The bacterial blight caused by Pseudomonas syringae pv. garcae (Psg), is the main bacterial disease of coffee (Coffea arabica L.) in Brazil. In addition to this bacteriosis, the bacterial leaf spot (P. syringae pv. tabaci - Psta), the bacterial leaf blight (P. cichorii - Pc) and the dark spot (Burkholderia andropogonis - Ba) occur. The diagnosis of these diseases is problematic, because it is based on symptom and biochemical tests that are not enough to identify pathogens at species and patovar levels. In addition, there are no studies described in the literature of specific primers for the detection of Psg. The objective of this work was to design specific primers for detection of Psg and primers for simultaneous detection of Psg, Psta and Pc. The primers were designed based on the sequence alignment of the rpoD gene, that encoding RNA polymerase, and hrpS. Primers specificity was tested using conventional PCR, with DNA samples extracted from Psg, Psta, Pc, as well as isolates representative of other genera and bacterial species.
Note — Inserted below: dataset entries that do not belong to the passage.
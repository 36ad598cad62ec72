//! Integration tests for strata-core: representations, levels, tower growth

use strata_core::*;

fn chars(text: &str) -> Vec<char> {
    text.chars().filter(|c| !c.is_whitespace()).collect()
}

fn feed<S: Symbol>(level: &mut Level<S>, symbols: &[S]) -> Vec<Step> {
    symbols
        .windows(2)
        .map(|w| level.update(&w[0], &w[1], 1).unwrap())
        .collect()
}

fn prose() -> Vec<char> {
    "the quick brown fox jumps over the lazy dog while the cat watches from the \
     window and the rain keeps falling on the roof of the old barn near the river"
        .repeat(6)
        .chars()
        .collect()
}

/// Every structural invariant that must hold between updates, checked down
/// the whole tower.
fn assert_invariants<S: Symbol>(level: &Level<S>) {
    let pool = level.predictors();
    assert!(!pool.is_empty());
    assert!(level.active_shape() < pool.len());
    for (i, rep) in pool.iter().enumerate() {
        assert_eq!(rep.shape(), i, "shape ids must follow insertion order");
        for (_, _, info) in rep.entries() {
            assert!(info.frequency >= 1);
            assert!(info.total_sub_frequencies >= info.frequency);
            let product = info.average_duration * info.frequency as f64;
            assert!((product - info.total_sub_frequencies as f64).abs() < 1e-6);
        }
    }
    if let Some(parent) = level.parent() {
        assert_eq!(parent.level(), level.level() + 1);
        assert_invariants(parent);
    }
}

// ===========================================================================
// Representation
// ===========================================================================

#[test]
fn representation_monotone_frequency() {
    let mut rep = Representation::new(0);
    rep.record(&"a", &"b", 2).unwrap();
    let before_total = rep.total_sub_frequencies(&"a", &"b");
    let before_freq = rep.frequency(&"a", &"b");
    rep.record(&"a", &"b", 5).unwrap();
    assert_eq!(rep.total_sub_frequencies(&"a", &"b"), before_total + 5);
    assert_eq!(rep.frequency(&"a", &"b"), before_freq + 1);
}

#[test]
fn representation_unknown_effect_scores_zero_not_no_information() {
    let mut rep = Representation::new(0);
    rep.record(&1u32, &2u32, 1).unwrap();
    assert_eq!(rep.max_scaled_fit(&1, &9), 0.0);
    assert_eq!(rep.prop_scaled_fit(&1, &9), 0.0);
    assert_eq!(rep.strict_fit(&1, &9), 0.0);
    assert_eq!(rep.strict_fit(&9, &9), -1.0);
}

#[test]
fn representation_likelihood_over_itself_is_positive() {
    let mut rep = Representation::new(0);
    for w in chars("abcabc").windows(2) {
        rep.record(&w[0], &w[1], 1).unwrap();
    }
    assert_eq!(rep.max_scaled_likelihood(&rep, false), 1.0);
    assert_eq!(rep.prop_scaled_likelihood(&rep, false), 1.0);
}

// ===========================================================================
// Level — laws
// ===========================================================================

#[test]
fn prediction_is_idempotent() {
    let mut level = Level::new(LevelConfig::new(0.1));
    feed(&mut level, &prose());
    let first = level.predict(&'t', None);
    let second = level.predict(&'t', None);
    assert_eq!(first, second);
}

#[test]
fn absorbed_update_increases_active_counts() {
    let mut level = Level::new(LevelConfig::new(0.1));
    feed(&mut level, &chars("abab"));
    let shape = level.active_shape();
    let before = level.active().total_sub_frequencies(&'a', &'b');
    let freq = level.active().frequency(&'a', &'b');
    assert_eq!(level.update(&'a', &'b', 3).unwrap(), Step::Absorbed);
    assert_eq!(level.active_shape(), shape);
    assert_eq!(level.active().total_sub_frequencies(&'a', &'b'), before + 3);
    assert_eq!(level.active().frequency(&'a', &'b'), freq + 1);
}

#[test]
fn open_world_unknown_cause_does_not_break_down() {
    let mut level = Level::new(LevelConfig::new(0.5).open_world(true));
    feed(&mut level, &chars("abab"));
    assert_eq!(level.update(&'q', &'r', 1).unwrap(), Step::Absorbed);
}

#[test]
fn closed_world_first_observation_breaks_down() {
    let mut level = Level::new(LevelConfig::new(0.1).open_world(false));
    let step = level.update(&'x', &'y', 1).unwrap();
    assert!(step.is_breakdown());
}

#[test]
fn invariants_hold_after_every_update() {
    let mut level = Level::new(LevelConfig::new(0.2));
    let text = prose();
    for w in text.windows(2) {
        level.update(&w[0], &w[1], 1).unwrap();
        assert_invariants(&level);
    }
    assert!(level.shape()[0] >= 2);
}

#[test]
fn runs_are_deterministic() {
    let text = prose();
    let run = || {
        let mut level = Level::new(LevelConfig::new(0.05));
        text.windows(2)
            .map(|w| {
                level.update(&w[0], &w[1], 1).unwrap();
                (level.snapshot(), level.predict(&w[1], None))
            })
            .collect::<Vec<_>>()
    };
    assert_eq!(run(), run());
}

#[test]
fn leaf_durations_are_counted_in_parent() {
    let mut level = Level::new(LevelConfig::new(0.1));
    feed(&mut level, &prose());
    let parent = level.parent().expect("prose should break down at least once");
    let recorded: u64 = parent
        .predictors()
        .iter()
        .flat_map(|rep| rep.entries().map(|(_, _, info)| info.total_sub_frequencies))
        .sum();
    let switches: u64 = parent.predictors().iter().map(|rep| rep.size()).sum();
    assert!(recorded >= switches);
    assert!(switches >= 1);
}

// ===========================================================================
// Level — boundary behaviors
// ===========================================================================

#[test]
fn frozen_zero_threshold_is_single_first_order_model() {
    for open_world in [true, false] {
        let config = LevelConfig::new(0.0).frozen(true).open_world(open_world);
        let mut level = Level::new(config);
        let steps = feed(&mut level, &prose());
        assert!(steps.iter().all(|s| *s == Step::Absorbed));
        assert_eq!(level.shape(), vec![1]);
        assert_eq!(level.breakdowns(), 0);
        assert!(level.parent().is_none());
    }
}

#[test]
fn frozen_never_grows_pool() {
    let mut level = Level::build(&[3], LevelConfig::new(0.5).frozen(true)).unwrap();
    for w in prose().windows(2) {
        level.update(&w[0], &w[1], 1).unwrap();
        assert_eq!(level.predictors().len(), 3);
    }
}

#[test]
fn threshold_one_switches_on_non_argmax() {
    let mut level = Level::new(LevelConfig::new(1.0));
    feed(&mut level, &chars("aa"));
    let step = level.update(&'a', &'b', 1).unwrap();
    let breakdown = step.breakdown().copied().expect("non-argmax must break down");
    assert!(breakdown.switched());

    let mut level = Level::new(LevelConfig::new(1.0));
    feed(&mut level, &chars("aa"));
    assert_eq!(level.update(&'a', &'a', 1).unwrap(), Step::Absorbed);
}

// ===========================================================================
// End-to-end scenarios
// ===========================================================================

#[test]
fn alternating_stream_keeps_one_representation() {
    let mut level = Level::new(LevelConfig::new(0.1).open_world(true));
    let steps = feed(&mut level, &chars("a b a b a b a b"));
    assert!(steps.iter().all(|s| !s.is_breakdown()));
    assert_eq!(level.state(), vec![0]);
    assert_eq!(level.shape(), vec![1]);
    assert_eq!(level.predict(&'a', None), Some('b'));
    assert_eq!(level.predict(&'b', None), Some('a'));
}

#[test]
fn regime_change_creates_parent_with_duration() {
    let mut level = Level::new(LevelConfig::new(0.1));
    let steps = feed(&mut level, &chars("aaaaaaaabbbbbbbb"));
    let breakdowns: Vec<_> = steps.iter().filter_map(|s| s.breakdown()).collect();
    assert_eq!(breakdowns.len(), 1);
    assert_eq!(breakdowns[0].resolution, Resolution::Minted);

    assert_eq!(level.shape(), vec![2, 1]);
    assert_eq!(level.state(), vec![1, 0]);
    let parent = level.parent().unwrap();
    assert_eq!(parent.level(), 1);
    let info = parent.active().transition(&0, &1).copied().unwrap();
    assert_eq!(info.frequency, 1);
    assert_eq!(info.total_sub_frequencies, 8);
    assert_eq!(info.average_duration, 8.0);
}

#[test]
fn prebuilt_tower_layout() {
    let level: Level<char> = Level::build(&[5, 3], LevelConfig::new(0.1).frozen(true)).unwrap();
    assert_eq!(level.predictors().len(), 5);
    assert!(level.predictors().iter().all(|r| r.is_empty()));
    let parent = level.parent().unwrap();
    assert_eq!(parent.predictors().len(), 3);
    assert!(parent.parent().is_none());
    assert_eq!(level.state(), vec![0, 0]);
    assert_eq!(level.shape(), vec![5, 3]);
    assert_eq!(level.depth(), 2);
}

#[test]
fn reentrant_regimes_reuse_representations() {
    let mut level = Level::new(LevelConfig::new(0.1));
    let steps = feed(&mut level, &chars("a b a b c d c d a b a b c d c d"));

    let resolutions: Vec<_> = steps
        .iter()
        .filter_map(|s| s.breakdown())
        .map(|b| b.resolution)
        .collect();
    assert_eq!(
        resolutions,
        vec![Resolution::Minted, Resolution::Adopted, Resolution::Expected]
    );

    assert_eq!(level.shape(), vec![2, 1]);
    assert_eq!(level.state(), vec![1, 0]);
    let parent = level.parent().unwrap();
    assert_eq!(parent.predict(&0, None), Some(1));
    assert_eq!(parent.predict(&1, None), Some(0));
}

#[test]
fn joint_strategy_reuses_representations() {
    let config = LevelConfig::new(0.1).strategy(SwitchStrategy::Joint);
    let mut level = Level::new(config);
    let steps = feed(&mut level, &chars("a b a b c d c d a b a b c d c d"));

    let resolutions: Vec<_> = steps
        .iter()
        .filter_map(|s| s.breakdown())
        .map(|b| b.resolution)
        .collect();
    assert_eq!(
        resolutions,
        vec![Resolution::Minted, Resolution::Joint, Resolution::Joint]
    );
    assert_eq!(level.shape(), vec![2, 1]);
    assert_eq!(level.state(), vec![1, 0]);
}

#[test]
fn closed_world_single_observation() {
    let mut level = Level::new(LevelConfig::new(0.1).open_world(false));
    let step = level.update(&'x', &'y', 1).unwrap();
    assert_eq!(step.breakdown().unwrap().resolution, Resolution::Retained);
    assert_eq!(level.predictors().len(), 1);
    assert_eq!(level.state(), vec![0]);
    assert_eq!(level.predict(&'x', None), Some('y'));
}

// ===========================================================================
// Config files
// ===========================================================================

#[test]
fn level_config_loads_from_file() {
    let tmp = tempfile::TempDir::new().unwrap();
    let path = tmp.path().join("level.toml");
    std::fs::write(&path, "threshold = 0.3\nfrozen = true\nopen_world = false\n").unwrap();
    let config = LevelConfig::load(&path).unwrap();
    assert_eq!(config.threshold, 0.3);
    assert!(config.frozen);
    assert!(!config.open_world);
}

#[test]
fn level_config_load_reports_errors() {
    let tmp = tempfile::TempDir::new().unwrap();
    assert!(matches!(
        LevelConfig::load(&tmp.path().join("missing.toml")),
        Err(Error::IoError(_))
    ));
    let path = tmp.path().join("bad.toml");
    std::fs::write(&path, "threshold = 7.0\n").unwrap();
    assert!(matches!(
        LevelConfig::load(&path),
        Err(Error::InvalidThreshold { .. })
    ));
}

#[test]
fn snapshot_serializes() {
    let mut level = Level::new(LevelConfig::new(0.1));
    feed(&mut level, &chars("aaaabbbb"));
    let json = serde_json::to_string(&level.snapshot()).unwrap();
    assert_eq!(json, r#"{"state":[1,0],"shape":[2,1]}"#);
}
The sensitivity was evaluated by determination of concentration of bacterial genomic DNA in NanoDrop 2000 and its serial dilution (100 ng, 10 ng, 1 ng, 100 pg, 10 pg, 1 pg, 100 fg, 10 fg, and 1 fg). The primers were validated in diseased coffee leaves collected in the city of Lavras and in artificially inoculated Catuaí Vermelho 144 coffee seedling leaves. The samples were submitted to the exudation test and used in Bio-PCR. The PsgRpod F1/PsgRpod R2 primers amplified a single 287 bp band only for the Psg isolate and showed PCR reaction sensitivity of up to 100 pg. The PsgRpod F1/PgtcRpod R1 primers amplified 170 bp, 1400 bp and 250 bp fragments for Psg, Psta and Pc respectively, while the PCR reaction sensitivity for the three bacteria was up to 1 ng. Using the Bio-PCR technique, it was possible to identify Psg infected coffee leaf samples from both inoculated and field seedlings when tested with the two primer pairs designed in this study. The PsgRpod F1/PsgRpod R2 primers demonstrated to be specific for Psg identification and were able to detect all Psg isolates tested. The pair PsgRpod F1/PgtcRpod R1, made possible the simultaneous detection of bacteria of the genus Pseudomonas that cause leaf spots in coffee. The differentiation of Psg, Psta and Pc is important for the epidemiological monitoring of diseases caused by these bacteria in coffee producing regions, as they are often misdiagnosed due to similarity of symptoms.